Every fountain pen enthusiast needs at least one bottle of red ink. A Waterman Audacious Red, for example, would probably do. You cannot go wrong with Waterman ink. Rummaging through my ink drawers, I had forgotten that I owned a bottle of Lamy red and cannot now remember buying it. Others triggered happy memories – such as buying the Beefeater Red from KWZ Inks at the London Pen Show one year, or the Pure Pens Cadwaladr Red, also at the Pen Show.
The little bottle of Campo Marzio Bordeaux was purchased at the delightful Campo Marzio shop in Piccadilly which I recently heard sadly may not be there any more.
The Montblanc Corn Poppy Red was an ink that I had heard about a lot on the internet and had to buy for myself – probably from Harrods, whilst Graf von Faber-Castell’s lovely Garnet Red came either from Harrods or Selfridges in London. I was thrilled with Garnet Red when I first discovered it. It was just what I had been looking for as it had a very pleasing orangey brown hue to it. But when using it more recently, it seemed to have lost this feature that I particularly liked and seemed to have changed from how I remembered it, to a Burgundy. I fear that I may have accidentally contaminated my bottle by filling a pen which still had traces of another ink inside. Time to buy another bottle perhaps.
However, I later purchased a bottle of Montblanc’s William Shakespeare Velvet Red, a premium ink in a 35ml bottle, which I was fortunate to bag at a London Pen Show for a mere £10.00. This also has the special orangey hints that I had liked so much in the Garnet Red.
Today, to illustrate the differences (and also the similarities, to be fair) in my red inks I have swabbed them all. This was an exercise that turned my writing desk briefly into something resembling a science lab. I swabbed the inks with cotton buds, onto a spread in a Tomoe River paper note book which I keep for ink sampling. Also for good measure I swabbed them on a SemiKolon Grand Voyage journal, which uses a cream coloured laid paper and is, I was told, related to Leuchtturm.
I used a Moonman glass nib dip pen for the writing samples, although this is not a good representation of how an ink may appear from the more controlled flow of a fountain pen nib
While gathering my red inks together for this exercise, I thought that I would include a few ink samples that I was given, such as a scented ink by Campo Marzio, given to me by a dear friend in the fountain pen community and a sample of Diamine Sunset, a well regarded ink, given to me by Jon of Pensharing. The Onoto Passion Red was one of three inks, generously given to me by James Boddy of Onoto.
Ironically, the only pen in which I have red ink at present, (out of around 18 fountain pens inked) is an Online Campus Fluffy Cats edition, in which I am using the excellent Kaweco Ruby Red in cartridges, not bottled ink. I was therefore unable to do a swab but have included it in the spread nonetheless.

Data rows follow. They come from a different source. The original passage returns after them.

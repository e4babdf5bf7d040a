use crate::models::ThresholdRange;
use ratatui::style::{Color, Modifier, Style};

pub struct Theme;

impl Theme {
    // Base colors
    pub const FG: Color = Color::White;
    pub const DIM: Color = Color::DarkGray;
    pub const ACCENT: Color = Color::Green;
    pub const HIGHLIGHT: Color = Color::Cyan;

    // Status colors
    pub const WARNING: Color = Color::Yellow;
    pub const ERROR: Color = Color::Red;

    // Threshold band colors
    pub const TEMPERATURE: Color = Color::Yellow;
    pub const SOIL_MOISTURE: Color = Color::LightBlue;
    pub const HUMIDITY: Color = Color::Cyan;

    pub fn title() -> Style {
        Style::default()
            .fg(Self::ACCENT)
            .add_modifier(Modifier::BOLD)
    }

    pub fn header() -> Style {
        Style::default().fg(Self::FG).add_modifier(Modifier::BOLD)
    }

    pub fn normal() -> Style {
        Style::default().fg(Self::FG)
    }

    pub fn dim() -> Style {
        Style::default().fg(Self::DIM)
    }

    pub fn highlight() -> Style {
        Style::default()
            .fg(Self::HIGHLIGHT)
            .add_modifier(Modifier::BOLD)
    }

    pub fn selected() -> Style {
        Style::default()
            .bg(Color::DarkGray)
            .fg(Self::FG)
            .add_modifier(Modifier::BOLD)
    }

    /// Crop that is the current selection in the list.
    pub fn chosen() -> Style {
        Style::default()
            .bg(Self::ACCENT)
            .fg(Color::Black)
            .add_modifier(Modifier::BOLD)
    }

    pub fn warning() -> Style {
        Style::default().fg(Self::WARNING)
    }

    pub fn error() -> Style {
        Style::default().fg(Self::ERROR)
    }

    pub fn range_color(range: ThresholdRange) -> Color {
        match range {
            ThresholdRange::Temperature => Self::TEMPERATURE,
            ThresholdRange::SoilMoisture => Self::SOIL_MOISTURE,
            ThresholdRange::Humidity => Self::HUMIDITY,
        }
    }

    pub fn nav_key() -> Style {
        Style::default()
            .fg(Self::ACCENT)
            .add_modifier(Modifier::BOLD)
    }

    pub fn nav_label() -> Style {
        Style::default().fg(Self::DIM)
    }

    pub fn border() -> Style {
        Style::default().fg(Self::DIM)
    }

    pub fn border_focused() -> Style {
        Style::default().fg(Self::ACCENT)
    }
}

I am conscious of there being a great many excellent red inks that I do not have and am yet to try, such as Sheaffer Skrip red, or Diamine Red Dragon, to name but two, but you can’t have them all. It is the wanting that has led to my present predicament and I am already at saturation point and ready for any eventuality calling for a massive amount of red ink writing.
6 thoughts on “My big red ink swab fest.”
I love the Montblanc Corn Poppy Red and will now have to look for a supplier 🙂
I always like Corn Poppy Red when I see others using it. My current favourite is Diamine Wild Strawberry, though I also liked Graf von Faber-Castell’s India Red when I got used to it.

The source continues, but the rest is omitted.